SBF was the most extreme symbol of that time, and the collapse of FTX accelerated the end of that era to some extent.
What people truly miss is that unique sense of energy------every day brought big news and breakthroughs, ordinary people had opportunities, the rules were still being written, there were blank spaces everywhere, the crypto wave overshadowed AI, and VCs were still playing a whale-hunting game, with risks and rewards coexisting, and opportunities yet to be priced everywhere.
However, that era, where most people could get a piece of the pie, has ended.
Yet, the crypto industry is far from extinction.

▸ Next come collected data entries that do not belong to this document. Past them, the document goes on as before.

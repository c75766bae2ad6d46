//! Main HTTP gateway server and shared route state.

use std::net::SocketAddr;
use std::sync::Arc;
use std::time::Duration;

use anyhow::Result;
use axum::{
    routing::{get, post},
    Router,
};
use tokio::net::TcpListener;
use tower_http::cors::CorsLayer;
use tracing::info;

use educheck_config::EduCheckConfig;
use educheck_grammar::TahrirchiClient;
use educheck_ocr::VisionOcrClient;

use crate::{grammar_api, health_api, ocr_api};

/// Application state shared across routes.
pub struct GatewayState {
    pub ocr: VisionOcrClient,
    pub grammar: TahrirchiClient,
    pub config: EduCheckConfig,
}

impl GatewayState {
    pub fn from_config(config: EduCheckConfig) -> Self {
        let ocr = VisionOcrClient::new(&config.ocr.endpoint)
            .with_timeout(Duration::from_secs(config.ocr.timeout_secs));
        let mut grammar = TahrirchiClient::new(&config.grammar.endpoint)
            .with_timeout(Duration::from_secs(config.grammar.timeout_secs));
        if let Some(token) = &config.grammar.auth_token {
            grammar = grammar.with_auth_token(token);
        }
        Self {
            ocr,
            grammar,
            config,
        }
    }
}

/// Build the gateway router.
pub fn build_router(state: Arc<GatewayState>) -> Router {
    Router::new()
        .route("/api/health", get(health_api::health))
        .route("/api/ocr", get(ocr_api::info).post(ocr_api::detect))
        .route(
            "/api/grammar",
            get(grammar_api::info).post(grammar_api::check),
        )
        .layer(CorsLayer::permissive())
        .with_state(state)
}

/// Start the gateway HTTP server.
pub async fn start_server(addr: SocketAddr, state: Arc<GatewayState>) -> Result<()> {
    let app = build_router(state);

    info!("Gateway HTTP server listening on {}", addr);
    let listener = TcpListener::bind(&addr).await?;
    axum::serve(listener, app).await?;

    Ok(())
}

As the old narratives collapse, new narratives are quietly growing, especially in the intersection of AI and crypto, which is still far from being fully priced.
Binance founder Changpeng Zhao (CZ) recently pointed out in a Binance Square AMA that while AI is currently attracting a lot of funding and attention, this actually leaves more long-term builders for the crypto industry, and this environment is beneficial for the long-term development of the industry.
Several VC executives also reached a consensus in their 2026 outlook: "The spray-and-pray era is over," and 2026 will be a year where "Execution, Not Hype" (execution rather than hype) determines the outcome.
Capital is shifting from chasing trends to supporting Builders with real business models, strong execution, and long-term patience.
As DWF Labs co-founder Andrei Grachev said, the market is currently in a "very boring" phase, but it has not moved towards extinction; as Builders or investors, there is still much to be done. Retail investors should maintain a learning mindset, avoid crying in the casino, and enjoy this market we chose to enter.